A few years ago, I received an email from the dojo Secretary of a dojo in England. It said that their teacher was visiting relatives in Houston and they were asking if he could practice with us over the weekend. I looked up his name on Google and found out it was Terry Ezra, 6th dan, Aikikai. After checking around, I responded that he was not only welcome to practice with us, I insisted that he teach all the classes that weekend if he wouldn't mind. They thanked me and he did come to the dojo and taught all the classes. He was wonderful in his Aikido and we took him out to eat dinner and got to know him. He insisted not to be paid so I gave him a thank you card (and paid him anyway). We now have him come and teach us every year and look forward to it. He has been really good for us and demonstrated a protocol that made everything easy and introduced no complications for us.
Yes, by following the correct protocol you can go from being strangers to being friends. That is one of the reasons why a basic understanding of these things is important. I sometimes see dojos where etiquette is sloppy or even non existent. They may be happy but their people can't go anywhere without causing offense.

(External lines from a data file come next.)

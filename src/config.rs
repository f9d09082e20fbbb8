//! Controller configuration parameters
//!
//! All tunable parameters for the traffic-light controller. The firmware
//! boots with [`ControllerConfig::default()`]; there is no persisted
//! configuration and no command-line surface.

use serde::{Deserialize, Serialize};

use crate::app::queue::MAX_LINE_LEN;

/// Which pipeline the controller runs.
#[derive(Debug, Clone, Copy, PartialEq, Eq, Serialize, Deserialize)]
pub enum OperatingMode {
    /// Serial command lines drive the lights.
    Sequencer,
    /// Serial lines are `HHMMSS` strings; each is answered with a result code.
    TimeCheck,
    /// No serial input; the lights cycle Red → Yellow → Green on their own.
    AutoCycle,
}

/// What the dispatcher does with a token it cannot execute.
#[derive(Debug, Clone, Copy, PartialEq, Eq, Serialize, Deserialize)]
pub enum InvalidTokenPolicy {
    /// Drop the whole line; nothing from it executes.
    DiscardLine,
    /// Log the token, skip it, and run the rest of the line.
    SkipToken,
}

/// Core controller configuration
#[derive(Debug, Clone, Serialize, Deserialize)]
pub struct ControllerConfig {
    pub mode: OperatingMode,

    // --- Input ---
    /// Character source poll interval (milliseconds)
    pub poll_interval_ms: u32,
    /// Line buffer capacity in bytes; extra characters are dropped
    pub line_capacity: usize,
    /// Reserved character that toggles diagnostics (case-insensitive)
    pub debug_toggle: char,

    // --- Dispatch ---
    /// Duration used when a token carries no `,ms` suffix
    pub default_duration_ms: u32,
    /// Reject 0 ms commands
    pub strict_timing: bool,
    /// Extra time beyond a command's duration before completion times out
    pub completion_grace_ms: u32,
    pub invalid_token_policy: InvalidTokenPolicy,

    // --- Diagnostics ---
    /// Diagnostics visible at boot
    pub debug_at_boot: bool,

    // --- Auto cycle ---
    /// Duration of each Red/Yellow/Green step (milliseconds)
    pub cycle_step_ms: u32,

    // --- Tasks ---
    pub actuation_priority: u8,
    /// Kept below actuation so logging never delays a light transition
    pub diagnostics_priority: u8,
    pub task_stack_kb: usize,
}

impl ControllerConfig {
    /// Configuration for the standalone `HHMMSS` checker.
    pub fn time_check() -> Self {
        Self {
            mode: OperatingMode::TimeCheck,
            line_capacity: 20,
            ..Self::default()
        }
    }

    /// Configuration for the autonomous light cycle.
    pub fn auto_cycle() -> Self {
        Self {
            mode: OperatingMode::AutoCycle,
            ..Self::default()
        }
    }

    /// Reject values the tasks cannot run with.
    pub fn validate(&self) -> Result<(), &'static str> {
        if self.poll_interval_ms == 0 {
            return Err("poll_interval_ms must be > 0");
        }
        if self.line_capacity == 0 || self.line_capacity > MAX_LINE_LEN {
            return Err("line_capacity must be within 1..=80");
        }
        if self.default_duration_ms == 0 && self.strict_timing {
            return Err("default_duration_ms must be > 0 with strict timing");
        }
        if self.completion_grace_ms == 0 {
            return Err("completion_grace_ms must be > 0");
        }
        if self.mode == OperatingMode::AutoCycle && self.cycle_step_ms == 0 {
            return Err("cycle_step_ms must be > 0");
        }
        if self.diagnostics_priority >= self.actuation_priority {
            return Err("diagnostics must run below actuation priority");
        }
        Ok(())
    }
}

impl Default for ControllerConfig {
    fn default() -> Self {
        Self {
            mode: OperatingMode::Sequencer,

            // Input
            poll_interval_ms: 10,
            line_capacity: MAX_LINE_LEN,
            debug_toggle: 'D',

            // Dispatch
            default_duration_ms: 1000,
            strict_timing: true,
            completion_grace_ms: 1000,
            invalid_token_policy: InvalidTokenPolicy::DiscardLine,

            // Diagnostics
            debug_at_boot: true,

            // Auto cycle
            cycle_step_ms: 2000,

            // Tasks
            actuation_priority: 5,
            diagnostics_priority: 4,
            task_stack_kb: 4,
        }
    }
}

Saotome Sensei once went to teach a seminar at some dojo. When he walked into the dojo, one of the students (someone who should have known better) yelled across the room, "Hey Saotome! How are you?" Sensei said that for the whole weekend that person didn't exist; he was a non-person as far as Sensei was concerned. Of course, that sort of behavior isn't polite in any culture. It's just sloppy behavior. "Rei" is about not being sloppy.